## ACTION ITEM
In the entries that follow, how many lines contain "static"? Please reply with only the number.

________________________

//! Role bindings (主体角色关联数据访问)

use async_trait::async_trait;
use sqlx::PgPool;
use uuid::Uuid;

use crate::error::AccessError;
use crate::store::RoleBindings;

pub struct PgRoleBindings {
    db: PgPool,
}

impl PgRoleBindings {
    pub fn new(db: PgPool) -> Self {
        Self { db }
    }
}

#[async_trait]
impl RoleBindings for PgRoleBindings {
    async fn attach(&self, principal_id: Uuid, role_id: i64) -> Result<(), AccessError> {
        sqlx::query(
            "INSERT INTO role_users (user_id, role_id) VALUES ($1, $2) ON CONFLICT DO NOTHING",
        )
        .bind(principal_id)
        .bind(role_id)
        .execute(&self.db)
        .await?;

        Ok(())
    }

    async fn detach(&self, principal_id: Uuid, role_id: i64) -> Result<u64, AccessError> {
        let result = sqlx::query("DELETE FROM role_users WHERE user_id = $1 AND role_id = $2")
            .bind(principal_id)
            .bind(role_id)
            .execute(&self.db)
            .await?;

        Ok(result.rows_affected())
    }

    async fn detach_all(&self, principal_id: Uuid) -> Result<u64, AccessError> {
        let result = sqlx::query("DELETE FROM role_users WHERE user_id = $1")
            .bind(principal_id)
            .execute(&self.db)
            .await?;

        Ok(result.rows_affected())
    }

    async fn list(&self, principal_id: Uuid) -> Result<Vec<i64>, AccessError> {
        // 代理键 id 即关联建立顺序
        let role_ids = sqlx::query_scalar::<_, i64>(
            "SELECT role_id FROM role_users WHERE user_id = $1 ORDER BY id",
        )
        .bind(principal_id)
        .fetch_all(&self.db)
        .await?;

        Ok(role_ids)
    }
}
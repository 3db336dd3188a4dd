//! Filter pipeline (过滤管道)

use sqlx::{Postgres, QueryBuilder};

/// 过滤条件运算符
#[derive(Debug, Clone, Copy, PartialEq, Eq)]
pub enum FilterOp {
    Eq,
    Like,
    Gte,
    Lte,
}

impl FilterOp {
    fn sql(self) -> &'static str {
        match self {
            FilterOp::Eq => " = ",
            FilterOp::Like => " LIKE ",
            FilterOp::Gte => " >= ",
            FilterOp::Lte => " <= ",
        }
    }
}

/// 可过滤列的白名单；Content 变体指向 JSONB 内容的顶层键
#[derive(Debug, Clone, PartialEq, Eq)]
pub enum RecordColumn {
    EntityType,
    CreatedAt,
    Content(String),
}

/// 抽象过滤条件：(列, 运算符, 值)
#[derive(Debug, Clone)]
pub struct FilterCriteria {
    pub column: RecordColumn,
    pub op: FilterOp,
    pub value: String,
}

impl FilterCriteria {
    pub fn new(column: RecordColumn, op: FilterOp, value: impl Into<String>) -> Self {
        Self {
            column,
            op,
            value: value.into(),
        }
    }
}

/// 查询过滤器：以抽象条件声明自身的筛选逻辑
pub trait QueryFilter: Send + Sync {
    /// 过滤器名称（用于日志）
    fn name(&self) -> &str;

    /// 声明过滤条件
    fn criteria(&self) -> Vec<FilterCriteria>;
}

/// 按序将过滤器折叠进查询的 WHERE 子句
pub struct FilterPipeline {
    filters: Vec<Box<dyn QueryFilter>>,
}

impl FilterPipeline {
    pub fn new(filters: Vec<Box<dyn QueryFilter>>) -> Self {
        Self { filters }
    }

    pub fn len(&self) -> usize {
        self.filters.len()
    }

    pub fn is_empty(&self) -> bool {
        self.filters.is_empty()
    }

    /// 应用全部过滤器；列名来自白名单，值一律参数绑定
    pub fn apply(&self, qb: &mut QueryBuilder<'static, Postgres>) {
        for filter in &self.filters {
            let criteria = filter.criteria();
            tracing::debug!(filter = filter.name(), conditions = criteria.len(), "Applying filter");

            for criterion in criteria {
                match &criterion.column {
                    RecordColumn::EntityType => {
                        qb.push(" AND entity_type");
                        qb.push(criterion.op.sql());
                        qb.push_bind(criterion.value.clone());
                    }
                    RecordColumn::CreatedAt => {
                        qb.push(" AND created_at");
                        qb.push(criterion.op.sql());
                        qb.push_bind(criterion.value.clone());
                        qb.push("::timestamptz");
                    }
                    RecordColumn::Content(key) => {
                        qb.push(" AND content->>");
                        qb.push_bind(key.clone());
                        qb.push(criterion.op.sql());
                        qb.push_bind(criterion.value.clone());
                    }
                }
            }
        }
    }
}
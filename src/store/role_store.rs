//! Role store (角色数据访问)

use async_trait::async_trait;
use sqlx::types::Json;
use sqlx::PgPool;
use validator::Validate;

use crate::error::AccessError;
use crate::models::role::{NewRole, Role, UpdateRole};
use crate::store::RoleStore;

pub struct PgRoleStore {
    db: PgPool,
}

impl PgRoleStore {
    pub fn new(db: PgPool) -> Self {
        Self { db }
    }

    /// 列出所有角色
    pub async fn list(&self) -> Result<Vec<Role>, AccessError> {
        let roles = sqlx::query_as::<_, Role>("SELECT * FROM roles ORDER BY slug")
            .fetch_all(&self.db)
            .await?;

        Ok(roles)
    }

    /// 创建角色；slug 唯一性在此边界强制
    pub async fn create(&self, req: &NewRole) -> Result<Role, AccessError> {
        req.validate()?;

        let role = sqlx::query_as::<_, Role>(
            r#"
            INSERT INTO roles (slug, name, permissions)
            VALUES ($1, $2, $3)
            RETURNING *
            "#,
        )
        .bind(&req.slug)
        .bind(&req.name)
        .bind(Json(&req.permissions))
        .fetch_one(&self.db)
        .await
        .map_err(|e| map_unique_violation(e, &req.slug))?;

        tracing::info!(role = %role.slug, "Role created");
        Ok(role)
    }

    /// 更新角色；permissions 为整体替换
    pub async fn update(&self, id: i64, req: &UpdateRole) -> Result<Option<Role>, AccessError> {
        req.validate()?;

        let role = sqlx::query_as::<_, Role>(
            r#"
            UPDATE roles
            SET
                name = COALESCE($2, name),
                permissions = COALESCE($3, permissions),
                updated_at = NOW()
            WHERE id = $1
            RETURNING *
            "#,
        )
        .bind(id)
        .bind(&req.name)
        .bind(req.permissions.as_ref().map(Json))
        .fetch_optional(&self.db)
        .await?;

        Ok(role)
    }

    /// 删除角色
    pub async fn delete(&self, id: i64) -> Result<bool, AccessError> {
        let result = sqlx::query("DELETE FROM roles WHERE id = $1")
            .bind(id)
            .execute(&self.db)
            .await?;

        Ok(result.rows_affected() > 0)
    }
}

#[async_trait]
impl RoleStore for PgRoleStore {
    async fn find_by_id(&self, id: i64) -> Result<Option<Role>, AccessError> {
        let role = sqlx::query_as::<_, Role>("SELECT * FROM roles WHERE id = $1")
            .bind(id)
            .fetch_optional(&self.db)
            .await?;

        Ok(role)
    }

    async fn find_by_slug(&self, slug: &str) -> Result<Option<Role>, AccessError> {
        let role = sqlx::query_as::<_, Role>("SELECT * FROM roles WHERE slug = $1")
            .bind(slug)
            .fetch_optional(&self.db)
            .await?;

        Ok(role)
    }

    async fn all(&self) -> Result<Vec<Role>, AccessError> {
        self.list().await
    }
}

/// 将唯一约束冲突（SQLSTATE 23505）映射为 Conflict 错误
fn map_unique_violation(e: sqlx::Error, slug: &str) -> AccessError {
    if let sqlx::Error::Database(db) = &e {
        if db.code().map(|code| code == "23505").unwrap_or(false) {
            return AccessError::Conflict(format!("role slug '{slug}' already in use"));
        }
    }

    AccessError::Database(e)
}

________________________

## EXERCISE RESPONSE
2